Work request
Across the following data, state how many lines include the word "json". Provide the number alone.

=-=-=-=-=

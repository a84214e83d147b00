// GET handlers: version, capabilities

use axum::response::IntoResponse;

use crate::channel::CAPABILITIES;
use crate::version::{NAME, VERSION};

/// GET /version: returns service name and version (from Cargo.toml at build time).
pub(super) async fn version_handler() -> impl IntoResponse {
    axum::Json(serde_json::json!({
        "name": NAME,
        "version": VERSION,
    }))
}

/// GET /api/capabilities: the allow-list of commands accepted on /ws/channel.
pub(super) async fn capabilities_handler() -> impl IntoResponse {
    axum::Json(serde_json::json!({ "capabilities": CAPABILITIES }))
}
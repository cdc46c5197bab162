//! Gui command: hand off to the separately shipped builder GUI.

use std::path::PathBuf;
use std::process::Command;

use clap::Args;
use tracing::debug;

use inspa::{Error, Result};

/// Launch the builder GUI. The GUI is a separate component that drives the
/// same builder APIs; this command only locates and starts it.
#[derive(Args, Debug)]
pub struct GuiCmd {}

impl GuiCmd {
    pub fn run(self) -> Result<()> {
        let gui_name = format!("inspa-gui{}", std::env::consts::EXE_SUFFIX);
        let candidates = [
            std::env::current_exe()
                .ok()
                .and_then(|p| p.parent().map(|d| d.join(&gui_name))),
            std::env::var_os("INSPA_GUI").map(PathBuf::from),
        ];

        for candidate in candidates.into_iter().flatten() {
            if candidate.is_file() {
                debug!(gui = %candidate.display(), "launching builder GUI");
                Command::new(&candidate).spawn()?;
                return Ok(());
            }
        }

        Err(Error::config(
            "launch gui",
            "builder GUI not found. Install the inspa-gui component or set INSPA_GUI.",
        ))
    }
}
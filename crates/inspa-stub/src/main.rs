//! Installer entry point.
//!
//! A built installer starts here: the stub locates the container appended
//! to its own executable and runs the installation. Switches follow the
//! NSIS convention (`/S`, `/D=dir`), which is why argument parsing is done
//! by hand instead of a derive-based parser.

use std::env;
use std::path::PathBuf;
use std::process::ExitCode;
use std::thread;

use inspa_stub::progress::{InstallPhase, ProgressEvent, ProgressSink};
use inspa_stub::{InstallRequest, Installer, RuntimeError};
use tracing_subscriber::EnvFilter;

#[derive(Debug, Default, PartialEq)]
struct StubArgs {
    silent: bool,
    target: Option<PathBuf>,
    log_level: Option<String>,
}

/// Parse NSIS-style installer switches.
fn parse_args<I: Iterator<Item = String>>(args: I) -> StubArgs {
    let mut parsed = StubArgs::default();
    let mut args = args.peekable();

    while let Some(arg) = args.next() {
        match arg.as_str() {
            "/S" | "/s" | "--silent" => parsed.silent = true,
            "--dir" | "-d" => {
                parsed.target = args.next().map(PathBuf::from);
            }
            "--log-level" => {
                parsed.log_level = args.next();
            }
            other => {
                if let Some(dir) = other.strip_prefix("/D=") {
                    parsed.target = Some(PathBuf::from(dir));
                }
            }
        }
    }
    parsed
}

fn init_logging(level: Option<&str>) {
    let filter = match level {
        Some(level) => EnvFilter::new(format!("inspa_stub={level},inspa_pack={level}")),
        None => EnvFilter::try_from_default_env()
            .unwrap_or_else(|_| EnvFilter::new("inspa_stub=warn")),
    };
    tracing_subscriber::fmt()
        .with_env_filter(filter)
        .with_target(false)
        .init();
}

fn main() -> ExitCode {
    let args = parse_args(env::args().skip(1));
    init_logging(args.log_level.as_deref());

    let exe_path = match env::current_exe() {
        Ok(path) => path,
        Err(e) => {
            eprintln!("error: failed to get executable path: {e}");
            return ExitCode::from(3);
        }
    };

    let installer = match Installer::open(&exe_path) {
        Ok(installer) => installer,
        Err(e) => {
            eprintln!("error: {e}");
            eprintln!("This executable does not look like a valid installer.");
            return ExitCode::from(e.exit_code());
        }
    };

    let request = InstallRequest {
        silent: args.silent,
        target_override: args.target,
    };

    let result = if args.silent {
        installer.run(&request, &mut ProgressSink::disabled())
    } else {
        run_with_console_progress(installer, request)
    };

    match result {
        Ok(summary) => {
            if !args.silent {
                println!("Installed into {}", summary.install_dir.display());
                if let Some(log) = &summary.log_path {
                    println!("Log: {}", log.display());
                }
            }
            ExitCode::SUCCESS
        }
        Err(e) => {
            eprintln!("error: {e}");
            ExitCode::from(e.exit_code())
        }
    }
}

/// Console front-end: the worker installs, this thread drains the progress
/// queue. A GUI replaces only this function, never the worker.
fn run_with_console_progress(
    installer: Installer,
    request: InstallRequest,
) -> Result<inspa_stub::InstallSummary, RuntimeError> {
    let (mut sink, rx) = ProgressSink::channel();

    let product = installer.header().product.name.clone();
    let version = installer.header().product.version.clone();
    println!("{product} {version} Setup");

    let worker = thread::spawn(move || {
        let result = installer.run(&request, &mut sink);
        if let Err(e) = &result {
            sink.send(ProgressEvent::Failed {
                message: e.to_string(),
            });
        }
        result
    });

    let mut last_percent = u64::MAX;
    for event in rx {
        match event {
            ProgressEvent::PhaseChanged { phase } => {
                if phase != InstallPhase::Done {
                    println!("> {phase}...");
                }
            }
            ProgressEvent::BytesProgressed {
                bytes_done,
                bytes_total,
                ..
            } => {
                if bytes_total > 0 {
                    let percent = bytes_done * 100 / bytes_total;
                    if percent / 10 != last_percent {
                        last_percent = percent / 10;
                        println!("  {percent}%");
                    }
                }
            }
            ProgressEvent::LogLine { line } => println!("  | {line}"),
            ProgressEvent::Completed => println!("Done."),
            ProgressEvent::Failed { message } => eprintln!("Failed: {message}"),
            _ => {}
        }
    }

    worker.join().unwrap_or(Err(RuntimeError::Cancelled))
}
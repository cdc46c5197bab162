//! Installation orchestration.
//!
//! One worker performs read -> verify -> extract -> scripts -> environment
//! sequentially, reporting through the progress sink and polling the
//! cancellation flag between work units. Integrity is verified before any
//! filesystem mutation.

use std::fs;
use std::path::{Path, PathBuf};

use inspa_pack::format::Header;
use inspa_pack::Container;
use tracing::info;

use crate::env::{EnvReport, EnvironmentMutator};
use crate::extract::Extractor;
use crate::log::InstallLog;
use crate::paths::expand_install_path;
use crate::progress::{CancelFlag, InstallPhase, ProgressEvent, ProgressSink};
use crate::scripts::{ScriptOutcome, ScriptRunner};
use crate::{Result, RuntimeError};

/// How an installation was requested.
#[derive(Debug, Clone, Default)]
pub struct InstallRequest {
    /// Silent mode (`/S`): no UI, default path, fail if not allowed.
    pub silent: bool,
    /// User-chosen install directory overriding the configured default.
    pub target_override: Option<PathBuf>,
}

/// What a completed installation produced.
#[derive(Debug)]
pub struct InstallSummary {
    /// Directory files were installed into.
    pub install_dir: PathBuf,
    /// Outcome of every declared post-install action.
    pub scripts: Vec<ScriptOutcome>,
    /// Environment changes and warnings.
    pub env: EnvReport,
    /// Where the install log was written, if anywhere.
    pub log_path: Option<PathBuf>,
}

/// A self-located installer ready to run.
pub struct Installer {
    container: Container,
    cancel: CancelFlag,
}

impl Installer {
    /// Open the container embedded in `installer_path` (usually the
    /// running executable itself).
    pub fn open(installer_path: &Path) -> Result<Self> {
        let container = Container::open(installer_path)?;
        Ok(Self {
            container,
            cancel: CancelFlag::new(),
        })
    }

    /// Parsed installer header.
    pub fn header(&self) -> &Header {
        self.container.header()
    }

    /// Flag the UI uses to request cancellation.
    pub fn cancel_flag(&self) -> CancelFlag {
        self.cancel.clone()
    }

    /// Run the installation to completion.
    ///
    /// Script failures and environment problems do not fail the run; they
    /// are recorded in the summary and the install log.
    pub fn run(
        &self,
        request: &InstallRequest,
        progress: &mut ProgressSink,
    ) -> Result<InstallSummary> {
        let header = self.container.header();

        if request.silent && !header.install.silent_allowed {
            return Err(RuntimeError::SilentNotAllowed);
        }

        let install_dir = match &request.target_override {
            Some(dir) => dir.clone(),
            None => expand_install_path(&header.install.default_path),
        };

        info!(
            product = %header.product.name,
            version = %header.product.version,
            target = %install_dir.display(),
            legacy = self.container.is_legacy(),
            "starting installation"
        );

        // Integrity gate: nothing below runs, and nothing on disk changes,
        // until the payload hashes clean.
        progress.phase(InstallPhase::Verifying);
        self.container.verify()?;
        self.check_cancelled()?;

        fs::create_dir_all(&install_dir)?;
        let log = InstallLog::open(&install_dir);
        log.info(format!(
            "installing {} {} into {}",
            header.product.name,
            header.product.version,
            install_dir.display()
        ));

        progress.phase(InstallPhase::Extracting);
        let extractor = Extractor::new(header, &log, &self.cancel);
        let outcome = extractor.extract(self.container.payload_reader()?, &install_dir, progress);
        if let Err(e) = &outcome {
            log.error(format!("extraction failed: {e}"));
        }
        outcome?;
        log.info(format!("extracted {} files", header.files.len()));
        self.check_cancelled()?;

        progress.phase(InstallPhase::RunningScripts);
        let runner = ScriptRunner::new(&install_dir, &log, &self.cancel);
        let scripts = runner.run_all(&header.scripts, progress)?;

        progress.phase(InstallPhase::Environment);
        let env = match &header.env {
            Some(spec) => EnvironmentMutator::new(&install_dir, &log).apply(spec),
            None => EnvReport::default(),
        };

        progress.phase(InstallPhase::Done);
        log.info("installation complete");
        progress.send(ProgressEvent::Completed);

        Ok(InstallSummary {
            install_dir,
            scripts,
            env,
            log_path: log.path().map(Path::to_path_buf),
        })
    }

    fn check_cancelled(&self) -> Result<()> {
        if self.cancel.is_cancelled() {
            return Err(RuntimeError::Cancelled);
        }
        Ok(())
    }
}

=-=-=-=-=

Solution for this exercise
2